Sampling a real-time stream
A common problem when working with real-time streams is that you are unaware of the data going in there due to the vast amount of systems connected to it and producing data. Therefor it is interesting to be able to "sample" a stream, where you will connect to the stream with your credentials, wait till an event comes in and then end the connection.
But how can we do this easily? What code can make enable us to do this? Well there are some parts that we need to keep in mind when designing:
- Streams can be byfrom different producers (Azure Event Hub, Apache Kafka, Socket Stream, …)
- Streams can receive events in a very large time span (> 10min)
- Streams can be very fast (millions of events per second)
- Streams can have events arriving out of order
- …
In the scope for our little project are numbers 1, 2 and 3. So let's discuss on how we can tackle those and how it resolves into creating our sampler.
1. Streams can be from different producers
Every producer has their own SDK. But how can we make a sampler that supports more than just one? Well it's all about interfaces! (or actually more commonly called the Strategy Pattern).
We will create 2 methods (open()
and close()
) that our strategies have to implement, so that our parent class can call these methods, without worrying if the underlying class has them or not.
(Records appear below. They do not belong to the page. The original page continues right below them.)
use anyhow::Result;

use crate::extract::BodyExtractor;
use crate::llm::GuideGenerator;
use crate::source::{ArticleRef, ArticleSource};
use crate::telegram::Notifier;

pub struct Pipeline {
    source: Box<dyn ArticleSource>,
    extractor: Box<dyn BodyExtractor>,
    generator: Box<dyn GuideGenerator>,
    notifier: Box<dyn Notifier>,
}

impl Pipeline {
    pub fn new(
        source: Box<dyn ArticleSource>,
        extractor: Box<dyn BodyExtractor>,
        generator: Box<dyn GuideGenerator>,
        notifier: Box<dyn Notifier>,
    ) -> Self {
        Self {
            source,
            extractor,
            generator,
            notifier,
        }
    }

    pub async fn run(&self) -> Result<()> {
        let article = self.source.latest_article().await?;
        tracing::info!("Latest article: {} ({})", article.title, article.link);

        let body = self.extractor.fetch_body(&article.link).await?;
        tracing::info!("Extracted {} characters of body text", body.chars().count());

        let guide = self.generator.generate_guide(&article, &body).await?;
        tracing::info!("Guide generated ({} characters)", guide.chars().count());

        let message = compose_message(&article, &guide);
        self.notifier.send(&message).await?;

        Ok(())
    }
}

fn compose_message(article: &ArticleRef, guide: &str) -> String {
    format!(
        "📖 오늘의 디자인 아티클 독해\n\n{}\n{}\n\n{}",
        article.title, article.link, guide
    )
}
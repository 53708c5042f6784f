mod client;
mod config;
mod constant;
mod extract;
mod llm;
mod pipeline;
mod source;
mod telegram;

use anyhow::Result;

use crate::config::Config;
use crate::extract::PageExtractor;
use crate::llm::gemini::GeminiClient;
use crate::pipeline::Pipeline;
use crate::source::source_from_config;
use crate::telegram::TelegramNotifier;

#[tokio::main]
async fn main() -> Result<()> {
    setup_env_and_tracing();

    let config = Config::from_env()?;

    let pipeline = Pipeline::new(
        source_from_config(&config),
        Box::new(PageExtractor::new(config.max_body_chars)),
        Box::new(GeminiClient::new(&config)),
        Box::new(TelegramNotifier::new(&config)),
    );
    pipeline.run().await?;

    tracing::info!("전송 완료");

    Ok(())
}

pub fn setup_env_and_tracing() {
    dotenv::dotenv().ok();
    let _ = tracing_subscriber::fmt()
        .with_env_filter(tracing_subscriber::EnvFilter::from_default_env())
        .try_init();
}
use anyhow::Result;
use async_trait::async_trait;
use serde_json::{json, Value};

use crate::client::get_http_client;
use crate::config::Config;
use crate::constant::TELEGRAM_API_BASE;

#[async_trait]
pub trait Notifier: Send + Sync {
    async fn send(&self, message: &str) -> Result<()>;
}

pub struct TelegramNotifier {
    token: String,
    chat_id: String,
}

impl TelegramNotifier {
    pub fn new(config: &Config) -> Self {
        Self {
            token: config.telegram_token.clone(),
            chat_id: config.telegram_chat_id.clone(),
        }
    }

    // The text is sent as-is; Telegram rejects messages over its own limit
    // and that error aborts the run.
    fn message_payload(&self, text: &str) -> Value {
        json!({
            "chat_id": self.chat_id,
            "text": text,
        })
    }
}

#[async_trait]
impl Notifier for TelegramNotifier {
    async fn send(&self, message: &str) -> Result<()> {
        let url = format!("{}/bot{}/sendMessage", TELEGRAM_API_BASE, self.token);
        get_http_client()
            .post(&url)
            .json(&self.message_payload(message))
            .send()
            .await?
            .error_for_status()?;

        tracing::info!("Message delivered to chat {}", self.chat_id);

        Ok(())
    }
}

#[cfg(test)]
mod tests {
    use super::*;

    #[test]
    fn payload_carries_exact_chat_id_and_text() {
        let notifier = TelegramNotifier {
            token: "test-token".to_string(),
            chat_id: "test-chat-id".to_string(),
        };

        let payload = notifier.message_payload("Hello World");
        assert_eq!(payload["chat_id"], "test-chat-id");
        assert_eq!(payload["text"], "Hello World");
    }
}
//! Everything between a remote feed and the records the store keeps.
//!
//! - `parser` - RSS/Atom/JSON Feed parsing via `feed-rs`
//! - `fetcher` - the [`FeedSource`] seam and its HTTP implementation
//! - `normalize` - parsed feed → [`Feed`](crate::storage::Feed) and
//!   [`Article`](crate::storage::Article) records
//! - `opml` - subscription list export and import

mod fetcher;
mod normalize;
mod opml;
mod parser;

pub use fetcher::{FeedSource, FetchError, HttpFeedSource};
pub use normalize::{article_identity, normalize, reconcile_article_ids, NormalizedFeed};
pub use opml::{export_opml, parse_opml, write_to_file, OpmlError, OpmlOutline};
pub use parser::{parse_feed, RawFeed, RawImage, RawItem};
use anyhow::{Context, Result};
use clap::{Parser, Subcommand};
use std::path::PathBuf;

use feedbox::config::Config;
use feedbox::feed::{write_to_file, HttpFeedSource};
use feedbox::storage::Database;
use feedbox::{AddFeedOptions, FeedService, RefreshOutcome, ServiceOptions};

/// Get the config directory path (~/.config/feedbox/)
fn get_config_dir() -> Result<PathBuf> {
    let home = std::env::var("HOME").context("HOME environment variable not set")?;
    Ok(PathBuf::from(home).join(".config").join("feedbox"))
}

#[derive(Parser, Debug)]
#[command(name = "feedbox", version, about = "Local RSS/Atom feed store")]
struct Args {
    /// Config file (default: ~/.config/feedbox/config.toml)
    #[arg(long, value_name = "FILE", global = true)]
    config: Option<PathBuf>,

    /// Database file, overriding `database_path` from the config
    #[arg(long, value_name = "FILE", global = true)]
    db: Option<PathBuf>,

    #[command(subcommand)]
    command: Command,
}

#[derive(Subcommand, Debug)]
enum Command {
    /// Subscribe to a feed
    Add {
        url: String,
        /// Display name overriding the feed title
        #[arg(long)]
        name: Option<String>,
        #[arg(long)]
        folder: Option<String>,
    },
    /// Unsubscribe from a feed by id
    Remove { id: String },
    /// Remove every feed and article
    Clear,
    /// List subscriptions, or the articles of one feed
    List {
        #[arg(long, value_name = "FEED_ID")]
        articles: Option<String>,
    },
    /// Re-fetch every feed, or only the given one
    Refresh { id: Option<String> },
    /// Write subscriptions as OPML to a file, or stdout
    Export {
        #[arg(long, short)]
        output: Option<PathBuf>,
    },
    /// Subscribe to every feed in an OPML file
    Import { file: PathBuf },
}

#[tokio::main]
async fn main() -> Result<()> {
    tracing_subscriber::fmt()
        .with_env_filter(tracing_subscriber::EnvFilter::from_default_env())
        .with_writer(std::io::stderr)
        .init();

    let args = Args::parse();

    let config_dir = get_config_dir()?;
    let config_path = args
        .config
        .clone()
        .unwrap_or_else(|| config_dir.join("config.toml"));
    let config = Config::load(&config_path)
        .with_context(|| format!("Failed to load config from {}", config_path.display()))?;

    let db_path = match args.db.clone().or_else(|| config.database_path.clone()) {
        Some(path) => path,
        None => {
            std::fs::create_dir_all(&config_dir).context("Failed to create config directory")?;
            config_dir.join("feedbox.db")
        }
    };
    let db_path = db_path
        .to_str()
        .ok_or_else(|| anyhow::anyhow!("Invalid UTF-8 in database path"))?;

    let source = HttpFeedSource::from_config(&config).context("Failed to build HTTP client")?;
    let service = FeedService::new(Database::new(db_path), source)
        .with_options(ServiceOptions::from(&config));
    service
        .init()
        .await
        .with_context(|| format!("Failed to open database at {}", db_path))?;

    run(&service, args.command).await
}

async fn run(service: &FeedService<HttpFeedSource>, command: Command) -> Result<()> {
    match command {
        Command::Add { url, name, folder } => {
            let feed = service
                .add_feed(
                    &url,
                    AddFeedOptions {
                        name,
                        folder_id: folder,
                    },
                )
                .await
                .with_context(|| format!("Failed to add {}", url))?;
            println!("{}\t{}\t{} articles", feed.id, feed.display_name(), feed.articles.len());
        }
        Command::Remove { id } => {
            service.remove_feed(&id).await?;
            println!("Removed {}", id);
        }
        Command::Clear => {
            service.remove_all_feeds().await?;
            println!("Removed all feeds");
        }
        Command::List { articles: None } => {
            for feed in service.get_all_feeds().await? {
                println!("{}\t{}\t{}", feed.id, feed.display_name(), feed.url);
            }
        }
        Command::List {
            articles: Some(feed_id),
        } => {
            for article in service.get_articles(&feed_id).await? {
                println!(
                    "{}\t{}\t{}",
                    article.iso_date.as_deref().unwrap_or("-"),
                    article.title.as_deref().unwrap_or("(untitled)"),
                    article.link.as_deref().unwrap_or("")
                );
            }
        }
        Command::Refresh { id: Some(id) } => match service.refresh_feed(&id).await? {
            RefreshOutcome::Updated {
                articles,
                new_articles,
            } => println!("{}: {} articles, {} new", id, articles, new_articles),
            RefreshOutcome::Removed => println!("{}: no such feed", id),
        },
        Command::Refresh { id: None } => {
            let report = service.refresh_feeds().await?;
            for failure in report.failures() {
                if let Err(e) = &failure.result {
                    eprintln!("{}\t{}", failure.url, e);
                }
            }
            println!(
                "Refreshed {} of {} feeds",
                report.succeeded(),
                report.results.len()
            );
        }
        Command::Export { output } => {
            let opml = service.export_feeds().await?;
            match output {
                Some(path) => {
                    write_to_file(&opml, &path)
                        .with_context(|| format!("Failed to write {}", path.display()))?;
                    println!("Exported to {}", path.display());
                }
                None => println!("{}", opml),
            }
        }
        Command::Import { file } => {
            let content = std::fs::read_to_string(&file)
                .with_context(|| format!("Failed to read import file: {}", file.display()))?;
            let summary = service
                .import_feeds(&content)
                .await
                .context("Failed to import OPML")?;
            println!(
                "Imported {} feeds ({} already subscribed, {} duplicates, {} invalid)",
                summary.imported.len(),
                summary.already_subscribed,
                summary.duplicates,
                summary.invalid
            );
        }
    }
    Ok(())
}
export default interface IStream {
open(e: EventEmitter) : void;
close() : void;
}
In this way, we can relatively easily implement providers for:
2. Streams can have a large time span between events
Since streams don't always send events every X seconds, we need to make sure that when designing a sampler, that we take this into account. Therefor we need to create a kind of "timeout" mechanism, that kills the stream if nothing is received within the following seconds.
In Javascript we can relatively easily do this by utilizing the setTimeout
function that will call a function once it is done
const timeout = 1000; // 1 second
let timeoutFunction = setTimeout(() => console.log('triggered'), timeout);
3. Streams can have events arriving very fast
Streams are supposed to be fast by nature, so how do we only get one event? Well most of the providers allow you to process incoming messages. But to instantly stop when something arrived, we are best off to use an EventEmitter
that will fire as soon as something arrives.
This way our main process can catch this event and call our close()
method from point 1.
For our Socket Stream this looks like this (with onData()
doing just this):
async open(eventEmitter) {
this.eventEmitter = eventEmitter;
return new Promise((resolve, reject) => {
this.connection = net.connect(this.port, this.host, () => {
return resolve();
});
this.connection.on('data', this.onData.bind(this));
console.log('[StreamSocket] Stream Opened');
});
}
onData(msg) {
this.eventEmitter.emit('stream_message_received', msg);
}
4. Merging 2 promises with only one firing
Now the most difficult part comes: "How do we cancel another promise if the other one fired?"
To solve this, I utilized the EventEmitter
as a kind of bus
concept. The different promises (timeout or event received) will then fire an event through this EventEmitter
, so that once()
an event is received, it will return a main promise.
Illustrating this:
let bus = new EventEmitter();
let result = await new Promise(async (resolve, reject) => {
bus.once('event_1', (message) => resolve('event1'));
bus.once('event_2', () => resolve('event2'));
// Fire event 1 or 2
setTimeout(() => bus.emit('event_1'), Math.random() * 4000);
setTimeout(() => bus.emit('event_2'), Math.random() * 4000);
});
console.log(result);
5. Conclusion
By merging the concepts above, we can now write a sampler that will connect to our different streams and wait till OR a message arrived OR a timeout was received, whereafter it will return us the result through an API that can be written.